## TASK
Among the entries below, which lines include the string "clear"? Show each one.
[SOURCE INFORMATION Boundary: Start]
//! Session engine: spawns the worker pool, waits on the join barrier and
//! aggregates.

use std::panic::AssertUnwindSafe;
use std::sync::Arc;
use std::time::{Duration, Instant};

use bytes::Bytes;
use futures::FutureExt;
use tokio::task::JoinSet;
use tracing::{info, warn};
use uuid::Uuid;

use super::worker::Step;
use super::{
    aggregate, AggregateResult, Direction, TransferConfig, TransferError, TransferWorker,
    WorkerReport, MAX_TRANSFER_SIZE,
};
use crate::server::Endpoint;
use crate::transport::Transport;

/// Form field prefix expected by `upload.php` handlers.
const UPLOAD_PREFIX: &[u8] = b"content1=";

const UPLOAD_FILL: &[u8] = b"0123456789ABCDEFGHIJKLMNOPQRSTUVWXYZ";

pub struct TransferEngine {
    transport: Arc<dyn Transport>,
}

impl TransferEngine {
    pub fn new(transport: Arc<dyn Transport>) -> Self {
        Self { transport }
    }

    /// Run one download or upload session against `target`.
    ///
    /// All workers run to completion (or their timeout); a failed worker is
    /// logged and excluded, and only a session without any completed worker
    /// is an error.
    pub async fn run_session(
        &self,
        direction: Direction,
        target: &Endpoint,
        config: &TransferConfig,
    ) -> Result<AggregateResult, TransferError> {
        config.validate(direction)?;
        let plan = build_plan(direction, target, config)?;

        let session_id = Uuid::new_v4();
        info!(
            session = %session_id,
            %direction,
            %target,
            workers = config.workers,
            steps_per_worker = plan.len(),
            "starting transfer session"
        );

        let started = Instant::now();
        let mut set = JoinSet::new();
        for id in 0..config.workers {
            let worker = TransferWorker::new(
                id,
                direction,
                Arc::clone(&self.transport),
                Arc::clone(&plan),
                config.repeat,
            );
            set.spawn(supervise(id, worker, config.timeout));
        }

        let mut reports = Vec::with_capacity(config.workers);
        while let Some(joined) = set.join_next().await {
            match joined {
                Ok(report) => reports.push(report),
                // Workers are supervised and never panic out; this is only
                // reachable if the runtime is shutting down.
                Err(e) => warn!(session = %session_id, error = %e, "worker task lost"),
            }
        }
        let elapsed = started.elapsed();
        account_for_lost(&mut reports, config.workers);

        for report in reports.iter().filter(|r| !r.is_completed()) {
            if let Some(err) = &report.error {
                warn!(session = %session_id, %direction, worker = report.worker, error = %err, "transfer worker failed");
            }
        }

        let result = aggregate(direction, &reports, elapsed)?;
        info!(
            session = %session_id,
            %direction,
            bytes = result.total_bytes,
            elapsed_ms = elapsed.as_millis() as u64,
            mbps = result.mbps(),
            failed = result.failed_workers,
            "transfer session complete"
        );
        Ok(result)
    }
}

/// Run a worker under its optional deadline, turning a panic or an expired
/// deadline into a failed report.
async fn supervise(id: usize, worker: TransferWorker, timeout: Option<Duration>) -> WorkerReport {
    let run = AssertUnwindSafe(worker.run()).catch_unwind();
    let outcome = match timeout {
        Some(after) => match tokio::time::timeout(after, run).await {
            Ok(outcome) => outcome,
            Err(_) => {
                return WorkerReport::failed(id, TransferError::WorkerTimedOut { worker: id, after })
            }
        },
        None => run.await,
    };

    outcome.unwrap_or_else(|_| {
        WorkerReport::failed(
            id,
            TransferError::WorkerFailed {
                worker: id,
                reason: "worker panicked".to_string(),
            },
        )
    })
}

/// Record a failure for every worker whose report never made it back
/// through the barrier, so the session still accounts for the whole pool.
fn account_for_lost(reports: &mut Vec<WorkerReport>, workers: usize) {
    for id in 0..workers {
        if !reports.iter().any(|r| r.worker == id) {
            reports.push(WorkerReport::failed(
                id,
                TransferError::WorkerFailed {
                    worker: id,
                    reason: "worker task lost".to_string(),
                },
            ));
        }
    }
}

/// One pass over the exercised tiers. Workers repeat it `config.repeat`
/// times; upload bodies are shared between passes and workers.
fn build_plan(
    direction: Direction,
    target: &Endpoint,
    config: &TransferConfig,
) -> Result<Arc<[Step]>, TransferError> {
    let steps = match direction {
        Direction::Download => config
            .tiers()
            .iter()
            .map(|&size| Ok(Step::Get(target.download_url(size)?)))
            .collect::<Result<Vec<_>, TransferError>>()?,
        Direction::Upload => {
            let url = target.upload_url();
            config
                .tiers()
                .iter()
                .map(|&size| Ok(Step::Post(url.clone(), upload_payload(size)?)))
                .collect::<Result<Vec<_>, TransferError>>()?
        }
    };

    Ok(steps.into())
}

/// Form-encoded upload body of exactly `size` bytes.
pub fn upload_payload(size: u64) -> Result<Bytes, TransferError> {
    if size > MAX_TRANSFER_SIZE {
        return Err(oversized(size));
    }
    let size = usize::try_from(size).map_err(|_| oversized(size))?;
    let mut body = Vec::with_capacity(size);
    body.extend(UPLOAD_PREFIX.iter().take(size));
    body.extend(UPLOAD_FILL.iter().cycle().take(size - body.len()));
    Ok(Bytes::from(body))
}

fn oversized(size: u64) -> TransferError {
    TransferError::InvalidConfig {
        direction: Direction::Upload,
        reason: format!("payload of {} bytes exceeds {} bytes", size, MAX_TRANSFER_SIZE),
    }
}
[SOURCE INFORMATION Boundary: End]
[SOURCE INFORMATION Boundary: Start]
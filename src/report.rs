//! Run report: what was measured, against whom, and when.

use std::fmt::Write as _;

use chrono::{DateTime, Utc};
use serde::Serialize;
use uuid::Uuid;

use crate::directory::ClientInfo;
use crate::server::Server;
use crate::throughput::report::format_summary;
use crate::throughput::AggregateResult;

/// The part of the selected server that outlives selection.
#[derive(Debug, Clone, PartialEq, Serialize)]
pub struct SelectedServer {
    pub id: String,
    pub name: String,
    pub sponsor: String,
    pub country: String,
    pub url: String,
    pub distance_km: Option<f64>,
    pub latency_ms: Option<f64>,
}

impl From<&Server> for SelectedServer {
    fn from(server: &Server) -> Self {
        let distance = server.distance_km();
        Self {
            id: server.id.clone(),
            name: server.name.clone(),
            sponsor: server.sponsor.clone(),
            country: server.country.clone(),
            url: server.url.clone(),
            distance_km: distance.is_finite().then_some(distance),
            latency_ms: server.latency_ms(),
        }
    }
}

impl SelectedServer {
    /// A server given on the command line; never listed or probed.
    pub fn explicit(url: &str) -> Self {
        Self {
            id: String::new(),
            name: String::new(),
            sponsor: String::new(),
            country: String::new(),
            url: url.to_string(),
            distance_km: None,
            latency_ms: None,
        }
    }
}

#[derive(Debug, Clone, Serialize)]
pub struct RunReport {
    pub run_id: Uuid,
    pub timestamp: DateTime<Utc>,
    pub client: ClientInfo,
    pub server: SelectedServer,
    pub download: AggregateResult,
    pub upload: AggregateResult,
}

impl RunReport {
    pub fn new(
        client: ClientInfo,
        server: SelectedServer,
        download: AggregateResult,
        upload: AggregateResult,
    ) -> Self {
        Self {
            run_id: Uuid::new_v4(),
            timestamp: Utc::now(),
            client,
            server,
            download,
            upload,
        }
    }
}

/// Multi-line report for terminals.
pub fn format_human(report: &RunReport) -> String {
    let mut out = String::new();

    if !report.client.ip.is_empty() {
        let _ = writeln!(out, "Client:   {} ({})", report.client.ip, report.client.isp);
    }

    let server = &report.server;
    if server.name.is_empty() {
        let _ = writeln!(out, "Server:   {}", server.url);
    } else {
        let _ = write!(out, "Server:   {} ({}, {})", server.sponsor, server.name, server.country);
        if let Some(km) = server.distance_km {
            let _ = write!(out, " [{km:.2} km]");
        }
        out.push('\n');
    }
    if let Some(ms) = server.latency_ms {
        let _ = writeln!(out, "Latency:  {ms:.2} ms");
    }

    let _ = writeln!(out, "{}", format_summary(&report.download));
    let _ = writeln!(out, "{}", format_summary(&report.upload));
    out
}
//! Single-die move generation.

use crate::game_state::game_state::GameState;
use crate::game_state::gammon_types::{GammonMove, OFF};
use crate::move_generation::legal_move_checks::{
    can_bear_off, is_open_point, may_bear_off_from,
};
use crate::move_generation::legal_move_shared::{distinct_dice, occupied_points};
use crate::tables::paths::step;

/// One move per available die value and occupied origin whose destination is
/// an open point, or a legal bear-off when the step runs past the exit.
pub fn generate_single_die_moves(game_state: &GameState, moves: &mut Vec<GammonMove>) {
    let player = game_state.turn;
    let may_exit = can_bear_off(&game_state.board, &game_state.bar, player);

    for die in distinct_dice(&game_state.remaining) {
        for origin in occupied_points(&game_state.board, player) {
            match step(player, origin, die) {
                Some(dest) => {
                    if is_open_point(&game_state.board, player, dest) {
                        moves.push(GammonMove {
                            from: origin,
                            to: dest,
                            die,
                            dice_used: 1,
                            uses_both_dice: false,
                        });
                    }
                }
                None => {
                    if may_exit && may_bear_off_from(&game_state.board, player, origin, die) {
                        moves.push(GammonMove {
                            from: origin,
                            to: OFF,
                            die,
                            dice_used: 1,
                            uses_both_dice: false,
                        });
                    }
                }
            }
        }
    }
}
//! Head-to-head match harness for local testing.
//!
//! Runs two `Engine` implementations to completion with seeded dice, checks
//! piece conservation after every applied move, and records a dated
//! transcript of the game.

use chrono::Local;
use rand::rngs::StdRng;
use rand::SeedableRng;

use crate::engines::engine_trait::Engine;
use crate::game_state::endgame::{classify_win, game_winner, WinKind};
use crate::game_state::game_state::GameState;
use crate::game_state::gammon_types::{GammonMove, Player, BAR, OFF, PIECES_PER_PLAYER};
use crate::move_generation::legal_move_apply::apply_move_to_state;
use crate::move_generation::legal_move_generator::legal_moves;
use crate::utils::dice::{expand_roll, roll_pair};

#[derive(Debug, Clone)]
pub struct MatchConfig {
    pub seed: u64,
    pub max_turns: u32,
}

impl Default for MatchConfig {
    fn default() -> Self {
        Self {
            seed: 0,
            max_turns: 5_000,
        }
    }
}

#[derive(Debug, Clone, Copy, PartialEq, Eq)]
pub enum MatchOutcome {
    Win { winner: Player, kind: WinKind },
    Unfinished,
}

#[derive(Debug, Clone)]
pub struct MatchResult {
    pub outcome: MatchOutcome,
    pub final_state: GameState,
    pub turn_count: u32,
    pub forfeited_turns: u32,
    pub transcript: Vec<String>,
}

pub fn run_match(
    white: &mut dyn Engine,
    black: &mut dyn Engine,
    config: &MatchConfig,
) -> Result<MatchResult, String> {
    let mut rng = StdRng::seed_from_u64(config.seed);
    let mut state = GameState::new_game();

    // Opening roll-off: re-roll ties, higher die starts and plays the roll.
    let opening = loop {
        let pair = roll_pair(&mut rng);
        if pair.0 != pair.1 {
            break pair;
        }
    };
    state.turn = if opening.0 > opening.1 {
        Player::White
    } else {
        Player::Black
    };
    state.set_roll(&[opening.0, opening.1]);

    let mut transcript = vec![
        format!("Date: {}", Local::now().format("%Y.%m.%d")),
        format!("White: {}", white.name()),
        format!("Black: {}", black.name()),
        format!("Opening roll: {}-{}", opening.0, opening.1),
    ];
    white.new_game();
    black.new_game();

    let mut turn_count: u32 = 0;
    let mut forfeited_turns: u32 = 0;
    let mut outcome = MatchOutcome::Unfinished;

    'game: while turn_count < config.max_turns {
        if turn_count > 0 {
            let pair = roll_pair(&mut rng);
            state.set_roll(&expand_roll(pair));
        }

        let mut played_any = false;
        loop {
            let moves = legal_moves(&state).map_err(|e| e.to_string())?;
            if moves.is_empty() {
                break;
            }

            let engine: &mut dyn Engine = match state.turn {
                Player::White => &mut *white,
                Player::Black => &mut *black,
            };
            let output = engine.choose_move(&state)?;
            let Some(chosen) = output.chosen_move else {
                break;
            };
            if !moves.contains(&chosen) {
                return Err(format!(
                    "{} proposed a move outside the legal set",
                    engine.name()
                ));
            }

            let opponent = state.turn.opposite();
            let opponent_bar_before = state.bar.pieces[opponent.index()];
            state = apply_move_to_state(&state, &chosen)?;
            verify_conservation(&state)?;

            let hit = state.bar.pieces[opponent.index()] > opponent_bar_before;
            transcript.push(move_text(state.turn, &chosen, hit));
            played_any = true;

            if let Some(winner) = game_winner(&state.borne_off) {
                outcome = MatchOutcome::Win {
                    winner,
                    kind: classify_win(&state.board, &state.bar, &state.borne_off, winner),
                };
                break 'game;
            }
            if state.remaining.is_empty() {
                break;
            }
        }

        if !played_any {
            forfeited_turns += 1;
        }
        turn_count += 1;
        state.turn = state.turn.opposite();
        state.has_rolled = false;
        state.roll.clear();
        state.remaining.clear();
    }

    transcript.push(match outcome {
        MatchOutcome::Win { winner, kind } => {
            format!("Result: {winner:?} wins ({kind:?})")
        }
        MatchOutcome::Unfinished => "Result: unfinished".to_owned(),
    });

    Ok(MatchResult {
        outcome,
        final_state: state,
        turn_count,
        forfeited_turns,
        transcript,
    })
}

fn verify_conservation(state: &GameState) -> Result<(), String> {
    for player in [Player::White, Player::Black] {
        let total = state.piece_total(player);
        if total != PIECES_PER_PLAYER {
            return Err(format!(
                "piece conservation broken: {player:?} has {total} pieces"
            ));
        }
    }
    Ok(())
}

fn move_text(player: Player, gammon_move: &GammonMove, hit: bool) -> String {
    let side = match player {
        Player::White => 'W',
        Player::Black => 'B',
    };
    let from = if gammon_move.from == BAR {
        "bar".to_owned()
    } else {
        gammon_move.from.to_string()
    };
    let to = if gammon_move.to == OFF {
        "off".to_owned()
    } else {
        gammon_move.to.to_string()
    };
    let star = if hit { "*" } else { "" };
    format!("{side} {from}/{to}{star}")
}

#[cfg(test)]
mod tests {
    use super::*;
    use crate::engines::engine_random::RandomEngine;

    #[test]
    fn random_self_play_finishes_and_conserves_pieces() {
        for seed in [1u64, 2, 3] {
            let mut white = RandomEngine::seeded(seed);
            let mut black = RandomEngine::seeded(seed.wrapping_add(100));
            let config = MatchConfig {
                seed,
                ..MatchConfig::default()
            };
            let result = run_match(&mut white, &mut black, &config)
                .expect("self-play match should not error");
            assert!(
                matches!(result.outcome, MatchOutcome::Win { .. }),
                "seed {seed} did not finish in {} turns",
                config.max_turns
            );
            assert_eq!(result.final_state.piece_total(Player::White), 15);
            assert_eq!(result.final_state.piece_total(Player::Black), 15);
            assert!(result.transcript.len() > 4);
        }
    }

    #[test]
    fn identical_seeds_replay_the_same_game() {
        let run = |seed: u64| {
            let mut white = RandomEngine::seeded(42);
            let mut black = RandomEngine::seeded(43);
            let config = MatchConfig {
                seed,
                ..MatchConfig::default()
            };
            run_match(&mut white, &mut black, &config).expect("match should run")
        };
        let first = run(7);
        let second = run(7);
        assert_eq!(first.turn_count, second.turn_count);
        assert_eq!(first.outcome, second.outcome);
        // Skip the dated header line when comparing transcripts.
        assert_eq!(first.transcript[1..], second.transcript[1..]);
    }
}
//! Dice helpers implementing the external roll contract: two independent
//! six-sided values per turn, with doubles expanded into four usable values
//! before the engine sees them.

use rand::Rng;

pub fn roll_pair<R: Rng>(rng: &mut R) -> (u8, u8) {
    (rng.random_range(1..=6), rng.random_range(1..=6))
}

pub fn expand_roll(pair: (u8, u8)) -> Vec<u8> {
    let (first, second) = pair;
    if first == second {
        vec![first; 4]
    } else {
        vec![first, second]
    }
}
[SOURCE INFORMATION Boundary: End]
## SOLUTION TO THE PROBLEM
        state.roll.clear();
        state.remaining.clear();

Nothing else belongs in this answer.